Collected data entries
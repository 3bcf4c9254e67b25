//! Shared test utilities: an in-memory switch and arbitrary generators for
//! property-based testing.

use std::collections::{BTreeMap, HashMap};
use std::sync::atomic::{AtomicUsize, Ordering};
use std::sync::{Arc, Mutex, MutexGuard};
use std::time::Duration;

use proptest::prelude::*;

use crate::switch::{DeviceError, DeviceOperation, SwitchConnector, SwitchSession};
use crate::types::{InterfaceName, VlanId};

pub fn arb_vlan_id() -> impl Strategy<Value = VlanId> {
    (1u16..=4094).prop_map(|v| VlanId::new(v).unwrap())
}

pub fn arb_interface_name() -> impl Strategy<Value = InterfaceName> {
    prop_oneof![
        (1u8..=4, 0u8..=1, 1u8..=48)
            .prop_map(|(a, b, c)| format!("GigabitEthernet{}/{}/{}", a, b, c)),
        (1u8..=4, 1u8..=48).prop_map(|(a, b)| format!("Ethernet{}/{}", a, b)),
        "[A-Za-z][A-Za-z0-9/._:-]{0,30}",
    ]
    .prop_map(|s| InterfaceName::parse(s).unwrap())
}

/// A device call observed by [`FakeSwitch`].
#[derive(Debug, Clone, PartialEq, Eq)]
pub enum FakeCall {
    Open,
    VlanExists(VlanId),
    CreateVlan(VlanId, String),
    SetInterfaceVlan(String, VlanId),
    SetInterfaceAdminUp(String),
    ReadInterfaceVlan(String),
    Close,
}

/// Port state held by the fake. Unknown ports are VLAN 1 and shut down.
#[derive(Debug, Clone, Copy, PartialEq, Eq)]
pub struct FakePort {
    pub vlan: VlanId,
    pub admin_up: bool,
}

impl Default for FakePort {
    fn default() -> Self {
        FakePort {
            vlan: VlanId::DEFAULT,
            admin_up: false,
        }
    }
}

#[derive(Debug, Default)]
struct FakeState {
    vlans: BTreeMap<VlanId, String>,
    ports: HashMap<String, FakePort>,
    calls: Vec<FakeCall>,

    unreachable: bool,
    failing_opens: u32,
    failing_calls: HashMap<DeviceOperation, u32>,
    rejected: Option<DeviceOperation>,
    misreport: Option<VlanId>,
    delay: Duration,
}

#[derive(Debug, Default)]
struct FakeInner {
    state: Mutex<FakeState>,
    opened: AtomicUsize,
    closed: AtomicUsize,
    active: AtomicUsize,
    max_active: AtomicUsize,
}

/// In-memory switch implementing [`SwitchConnector`].
///
/// Records every call, counts sessions, and can inject failures. Clones share
/// state, so a test keeps one handle while the reconciler owns another.
#[derive(Debug, Clone, Default)]
pub struct FakeSwitch {
    inner: Arc<FakeInner>,
}

impl FakeSwitch {
    pub fn new() -> Self {
        Self::default()
    }

    fn state(&self) -> MutexGuard<'_, FakeState> {
        self.inner.state.lock().unwrap()
    }

    /// Pre-defines a VLAN, as if an operator had created it.
    pub fn with_vlan(self, vlan: u16) -> Self {
        let vlan = VlanId::new(vlan).unwrap();
        self.state().vlans.insert(vlan, format!("VLAN{:04}", vlan.get()));
        self
    }

    /// Every open fails with a connection error.
    pub fn unreachable(self) -> Self {
        self.state().unreachable = true;
        self
    }

    /// The next `n` opens fail with a connection error.
    pub fn failing_opens(self, n: u32) -> Self {
        self.state().failing_opens = n;
        self
    }

    /// The next `n` calls of `operation` fail with a connection error.
    pub fn failing_calls(self, operation: DeviceOperation, n: u32) -> Self {
        self.state().failing_calls.insert(operation, n);
        self
    }

    /// Every call of `operation` is rejected as an invalid command.
    pub fn rejecting(self, operation: DeviceOperation) -> Self {
        self.state().rejected = Some(operation);
        self
    }

    /// Read-backs report `vlan` regardless of configuration.
    pub fn misreporting(self, vlan: u16) -> Self {
        self.state().misreport = Some(VlanId::new(vlan).unwrap());
        self
    }

    /// Every session operation sleeps this long first.
    pub fn with_delay(self, delay: Duration) -> Self {
        self.state().delay = delay;
        self
    }

    pub fn calls(&self) -> Vec<FakeCall> {
        self.state().calls.clone()
    }

    pub fn count_calls(&self, pred: impl Fn(&FakeCall) -> bool) -> usize {
        self.state().calls.iter().filter(|c| pred(c)).count()
    }

    pub fn has_vlan(&self, vlan: u16) -> bool {
        self.state()
            .vlans
            .contains_key(&VlanId::new(vlan).unwrap())
    }

    pub fn vlan_name(&self, vlan: u16) -> Option<String> {
        self.state()
            .vlans
            .get(&VlanId::new(vlan).unwrap())
            .cloned()
    }

    pub fn port(&self, interface: &str) -> FakePort {
        self.state().ports.get(interface).copied().unwrap_or_default()
    }

    pub fn sessions_opened(&self) -> usize {
        self.inner.opened.load(Ordering::SeqCst)
    }

    pub fn sessions_closed(&self) -> usize {
        self.inner.closed.load(Ordering::SeqCst)
    }

    /// Sessions currently open (opened and not yet dropped).
    pub fn active_sessions(&self) -> usize {
        self.inner.active.load(Ordering::SeqCst)
    }

    /// Highest number of simultaneously open sessions seen.
    pub fn max_concurrent_sessions(&self) -> usize {
        self.inner.max_active.load(Ordering::SeqCst)
    }

    /// Records a call and applies injected failures for it.
    async fn enter(&self, call: FakeCall, operation: DeviceOperation) -> Result<(), DeviceError> {
        let delay = {
            let mut state = self.state();
            state.calls.push(call);
            if let Some(remaining) = state.failing_calls.get_mut(&operation)
                && *remaining > 0
            {
                *remaining -= 1;
                return Err(DeviceError::connection(operation, "connection reset by peer"));
            }
            if state.rejected == Some(operation) {
                return Err(DeviceError::command(
                    operation,
                    "% Invalid input detected at '^' marker.",
                ));
            }
            state.delay
        };
        if !delay.is_zero() {
            tokio::time::sleep(delay).await;
        }
        Ok(())
    }
}

impl SwitchConnector for FakeSwitch {
    type Session = FakeSession;

    async fn open(&self) -> Result<FakeSession, DeviceError> {
        let delay = {
            let mut state = self.state();
            state.calls.push(FakeCall::Open);
            if state.unreachable {
                return Err(DeviceError::connection(
                    DeviceOperation::Open,
                    "connect to host 10.0.0.2 port 22: No route to host",
                ));
            }
            if state.failing_opens > 0 {
                state.failing_opens -= 1;
                return Err(DeviceError::connection(
                    DeviceOperation::Open,
                    "connection timed out",
                ));
            }
            state.delay
        };
        if !delay.is_zero() {
            tokio::time::sleep(delay).await;
        }

        self.inner.opened.fetch_add(1, Ordering::SeqCst);
        let active = self.inner.active.fetch_add(1, Ordering::SeqCst) + 1;
        self.inner.max_active.fetch_max(active, Ordering::SeqCst);
        Ok(FakeSession {
            switch: self.clone(),
        })
    }
}

/// A session on a [`FakeSwitch`]. Counts as active until dropped.
#[derive(Debug)]
pub struct FakeSession {
    switch: FakeSwitch,
}

impl Drop for FakeSession {
    fn drop(&mut self) {
        self.switch.inner.active.fetch_sub(1, Ordering::SeqCst);
    }
}

impl SwitchSession for FakeSession {
    async fn vlan_exists(&self, vlan: VlanId) -> Result<bool, DeviceError> {
        self.switch
            .enter(FakeCall::VlanExists(vlan), DeviceOperation::VlanExists)
            .await?;
        Ok(self.switch.state().vlans.contains_key(&vlan))
    }

    async fn create_vlan(&self, vlan: VlanId, name: &str) -> Result<(), DeviceError> {
        self.switch
            .enter(
                FakeCall::CreateVlan(vlan, name.to_string()),
                DeviceOperation::CreateVlan,
            )
            .await?;
        self.switch.state().vlans.insert(vlan, name.to_string());
        Ok(())
    }

    async fn set_interface_vlan(
        &self,
        interface: &InterfaceName,
        vlan: VlanId,
    ) -> Result<(), DeviceError> {
        self.switch
            .enter(
                FakeCall::SetInterfaceVlan(interface.to_string(), vlan),
                DeviceOperation::SetInterfaceVlan,
            )
            .await?;
        let mut state = self.switch.state();
        if !state.vlans.contains_key(&vlan) && vlan != VlanId::DEFAULT {
            return Err(DeviceError::command(
                DeviceOperation::SetInterfaceVlan,
                format!("% Access VLAN {} does not exist", vlan),
            ));
        }
        state.ports.entry(interface.to_string()).or_default().vlan = vlan;
        Ok(())
    }

    async fn set_interface_admin_up(&self, interface: &InterfaceName) -> Result<(), DeviceError> {
        self.switch
            .enter(
                FakeCall::SetInterfaceAdminUp(interface.to_string()),
                DeviceOperation::SetInterfaceAdminUp,
            )
            .await?;
        self.switch
            .state()
            .ports
            .entry(interface.to_string())
            .or_default()
            .admin_up = true;
        Ok(())
    }

    async fn read_interface_vlan(&self, interface: &InterfaceName) -> Result<VlanId, DeviceError> {
        self.switch
            .enter(
                FakeCall::ReadInterfaceVlan(interface.to_string()),
                DeviceOperation::ReadInterfaceVlan,
            )
            .await?;
        let state = self.switch.state();
        Ok(state.misreport.unwrap_or_else(|| {
            state
                .ports
                .get(interface.as_str())
                .copied()
                .unwrap_or_default()
                .vlan
        }))
    }

    async fn close(self) {
        self.switch.state().calls.push(FakeCall::Close);
        self.switch.inner.closed.fetch_add(1, Ordering::SeqCst);
    }
}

*Task brief*:
Both the first line of the records above and the line containing "#[derive(Debug, Clone, PartialEq, Eq)]" are to be transcribed exactly, together with every line between them, and nothing else.

*Reply to the task*:
repository 3bcf4c9254e67b25
//! Shared test utilities: an in-memory switch and arbitrary generators for
//! property-based testing.

use std::collections::{BTreeMap, HashMap};
use std::sync::atomic::{AtomicUsize, Ordering};
use std::sync::{Arc, Mutex, MutexGuard};
use std::time::Duration;

use proptest::prelude::*;

use crate::switch::{DeviceError, DeviceOperation, SwitchConnector, SwitchSession};
use crate::types::{InterfaceName, VlanId};

pub fn arb_vlan_id() -> impl Strategy<Value = VlanId> {
    (1u16..=4094).prop_map(|v| VlanId::new(v).unwrap())
}

pub fn arb_interface_name() -> impl Strategy<Value = InterfaceName> {
    prop_oneof![
        (1u8..=4, 0u8..=1, 1u8..=48)
            .prop_map(|(a, b, c)| format!("GigabitEthernet{}/{}/{}", a, b, c)),
        (1u8..=4, 1u8..=48).prop_map(|(a, b)| format!("Ethernet{}/{}", a, b)),
        "[A-Za-z][A-Za-z0-9/._:-]{0,30}",
    ]
    .prop_map(|s| InterfaceName::parse(s).unwrap())
}

/// A device call observed by [`FakeSwitch`].
#[derive(Debug, Clone, PartialEq, Eq)]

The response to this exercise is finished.